→ TASK:
Filter the entries and keep only the lines where the string "Copy" appears.

Data extracted from a collection:
//! A one-shot handle for a result computed by a posted task.
//!
//! Grounded on the teacher's `op_progress::BlockingReceiver<T>`: a thin
//! `mpsc::Receiver<T>` newtype. `post_waitable`/`dispatch_waitable`
//! (see [`crate::Service`]) pair it with an `mpsc::channel` sender that the
//! posted task fills exactly once.

use std::sync::mpsc;

/// Returned by [`crate::Service::post_waitable`] and
/// [`crate::Service::dispatch_waitable`]. Call [`Waitable::get`] to block
/// for the result, or poll with [`Waitable::try_get`] from inside a worker
/// loop (see `run_pending_task` in the S4 scenario, where a thread drains
/// its own queue instead of blocking while waiting on a sibling task).
pub struct Waitable<T> {
  rx: mpsc::Receiver<T>,
}

impl<T> Waitable<T> {
  pub(crate) fn new(rx: mpsc::Receiver<T>) -> Self {
    Self { rx }
  }

  /// Blocks until the task's result is available and returns it.
  ///
  /// # Panics
  /// Panics if the service dropped the task before it ran (e.g. it was
  /// still queued when `Service::stop` cleared the queue) — there is no
  /// result to return, and silently returning a default would hide a real
  /// bug in the caller's shutdown sequencing.
  pub fn get(self) -> T {
    self.rx.recv().expect("task was dropped before producing a result")
  }

  /// Non-blocking poll. Returns `None` if the result isn't ready yet.
  pub fn try_get(&self) -> Option<T> {
    self.rx.try_recv().ok()
  }
}

#[cfg(test)]
mod tests {
  use super::*;

  #[test]
  fn try_get_is_none_until_sent_then_some() {
    let (tx, rx) = std::sync::mpsc::sync_channel(1);
    let waitable = Waitable::new(rx);
    assert!(waitable.try_get().is_none());
    tx.send(42).unwrap();
    assert_eq!(waitable.try_get(), Some(42));
  }

  #[test]
  fn get_blocks_until_sent() {
    let (tx, rx) = std::sync::mpsc::sync_channel(1);
    let waitable = Waitable::new(rx);
    let handle = std::thread::spawn(move || {
      std::thread::sleep(std::time::Duration::from_millis(20));
      tx.send("done").unwrap();
    });
    assert_eq!(waitable.get(), "done");
    handle.join().unwrap();
  }
}
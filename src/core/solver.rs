use super::engine::generate_projection;
use super::error::SolveError;
use super::types::{
    Assumptions, GoalCrossing, GoalStatus, MAX_YEARS, Projection, ProjectionSummary,
};

/// First year whose nominal ending net worth is at least `goal_net_worth`.
///
/// The scan is linear because the sequence is not monotonic once returns or
/// growth go negative. A non-positive goal is treated as disabled and yields
/// `None`; use [`goal_status`] to tell that apart from "not reached".
pub fn find_goal_crossing(projection: &Projection, goal_net_worth: f64) -> Option<GoalCrossing> {
    if !goal_enabled(goal_net_worth) {
        return None;
    }
    projection
        .iter()
        .find(|snapshot| snapshot.ending_net_worth >= goal_net_worth)
        .map(|snapshot| GoalCrossing {
            year: snapshot.year,
            age: snapshot.age,
        })
}

pub fn goal_status(projection: &Projection, goal_net_worth: f64) -> GoalStatus {
    if !goal_enabled(goal_net_worth) {
        return GoalStatus::Disabled;
    }
    match find_goal_crossing(projection, goal_net_worth) {
        Some(crossing) => GoalStatus::Reached(crossing),
        None => GoalStatus::NotReached,
    }
}

fn goal_enabled(goal_net_worth: f64) -> bool {
    goal_net_worth > 0.0
}

pub fn summarize(projection: &Projection, assumptions: &Assumptions) -> ProjectionSummary {
    let total_savings = projection.iter().map(|s| s.savings).sum::<f64>();
    let (final_age, final_net_worth, final_net_worth_real) = projection
        .last()
        .map(|s| (s.age, s.ending_net_worth, s.ending_net_worth_real))
        .unwrap_or((
            assumptions.current_age,
            assumptions.current_net_worth,
            assumptions.current_net_worth,
        ));
    let (peak_year, peak_net_worth) = projection
        .iter()
        .fold(None, |best: Option<(u32, f64)>, s| match best {
            Some((_, value)) if value >= s.ending_net_worth => best,
            _ => Some((s.year, s.ending_net_worth)),
        })
        .unwrap_or((0, assumptions.current_net_worth));

    ProjectionSummary {
        final_age,
        final_net_worth,
        final_net_worth_real,
        total_savings,
        total_investment_growth: final_net_worth - assumptions.current_net_worth - total_savings,
        peak_net_worth,
        peak_year,
        goal: goal_status(projection, assumptions.goal_net_worth),
    }
}

#[derive(Debug, Clone, Copy)]
pub struct SavingsRateSolveConfig {
    /// Latest year offset by which the goal must be crossed.
    pub target_year: u32,
    pub search_min: f64,
    pub search_max: f64,
    pub tolerance: f64,
    pub max_iterations: u32,
}

impl Default for SavingsRateSolveConfig {
    fn default() -> Self {
        Self {
            target_year: 30,
            search_min: 0.0,
            search_max: 1.0,
            tolerance: 1e-4,
            max_iterations: 40,
        }
    }
}

#[derive(Debug, Clone, Copy, PartialEq)]
pub struct SavingsRateSolveIteration {
    pub iteration: u32,
    pub lower_bound: f64,
    pub upper_bound: f64,
    pub candidate_rate: f64,
    pub crossing_year: Option<u32>,
}

#[derive(Debug, Clone, PartialEq)]
pub struct SavingsRateSolveResult {
    pub target_year: u32,
    pub goal_net_worth: f64,
    pub solved_rate: Option<f64>,
    pub crossing: Option<GoalCrossing>,
    pub iterations: Vec<SavingsRateSolveIteration>,
    pub converged: bool,
    pub feasible: bool,
    pub message: String,
}

/// Lowest savings rate within the search bounds whose projection reaches the
/// goal no later than `config.target_year`.
///
/// Bisection assumes that saving more never delays the crossing, which holds
/// while `1 + annual_return` and salaries stay positive. With a return at or
/// below -100%, or salary growth at or below -100% (the salary changes sign),
/// the crossing is no longer monotonic in the rate and the returned rate is
/// only one rate that satisfies the target, not necessarily the lowest.
pub fn solve_savings_rate(
    assumptions: &Assumptions,
    config: SavingsRateSolveConfig,
) -> Result<SavingsRateSolveResult, SolveError> {
    validate_config(assumptions, config)?;

    let mut iterations = Vec::with_capacity(config.max_iterations as usize);
    let mut solved_rate = None;
    let mut converged = false;
    let feasible;
    let message;

    let low_eval = evaluate_candidate(assumptions, config.search_min);
    let high_eval = evaluate_candidate(assumptions, config.search_max);

    if meets_target(low_eval, config.target_year) {
        solved_rate = Some(config.search_min);
        converged = true;
        feasible = true;
        message = "Already meets goal at lower savings rate bound.".to_string();
    } else if !meets_target(high_eval, config.target_year) {
        feasible = false;
        message = "No feasible savings rate found within the search bounds.".to_string();
    } else {
        let mut lo = config.search_min;
        let mut hi = config.search_max;
        let mut it = 0;
        while it < config.max_iterations {
            it += 1;
            let mid = (lo + hi) * 0.5;
            let eval = evaluate_candidate(assumptions, mid);
            iterations.push(SavingsRateSolveIteration {
                iteration: it,
                lower_bound: lo,
                upper_bound: hi,
                candidate_rate: mid,
                crossing_year: eval.map(|c| c.year),
            });

            if meets_target(eval, config.target_year) {
                hi = mid;
            } else {
                lo = mid;
            }

            if (hi - lo).abs() <= config.tolerance {
                converged = true;
                solved_rate = Some(hi);
                break;
            }
        }
        if solved_rate.is_none() {
            solved_rate = Some(hi);
        }
        feasible = true;
        message = if converged {
            "Solved required savings rate.".to_string()
        } else {
            "Reached max iterations before tolerance was met; returning best estimate.".to_string()
        };
    }

    let crossing = solved_rate.and_then(|rate| evaluate_candidate(assumptions, rate));
    log::debug!(
        "savings rate solve: feasible={feasible} converged={converged} iterations={}",
        iterations.len()
    );

    Ok(SavingsRateSolveResult {
        target_year: config.target_year,
        goal_net_worth: assumptions.goal_net_worth,
        solved_rate,
        crossing,
        iterations,
        converged,
        feasible,
        message,
    })
}

fn evaluate_candidate(base: &Assumptions, savings_rate: f64) -> Option<GoalCrossing> {
    let inputs = Assumptions {
        savings_rate,
        ..*base
    };
    find_goal_crossing(&generate_projection(&inputs), inputs.goal_net_worth)
}

fn meets_target(crossing: Option<GoalCrossing>, target_year: u32) -> bool {
    crossing.is_some_and(|c| c.year <= target_year)
}

fn validate_config(assumptions: &Assumptions, config: SavingsRateSolveConfig) -> Result<(), SolveError> {
    if !goal_enabled(assumptions.goal_net_worth) {
        return Err(SolveError::GoalDisabled);
    }
    if config.target_year > MAX_YEARS {
        return Err(SolveError::TargetYearOutOfRange(config.target_year));
    }
    if !config.search_min.is_finite() || !config.search_max.is_finite() {
        return Err(SolveError::NonFiniteBounds);
    }
    if config.search_max <= config.search_min {
        return Err(SolveError::EmptySearchRange);
    }
    if !config.tolerance.is_finite() || config.tolerance <= 0.0 {
        return Err(SolveError::InvalidTolerance);
    }
    if config.max_iterations == 0 {
        return Err(SolveError::NoIterations);
    }
    Ok(())
}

→ REPLY TO THE TASK:
#[derive(Debug, Clone, Copy)]
#[derive(Debug, Clone, Copy, PartialEq)]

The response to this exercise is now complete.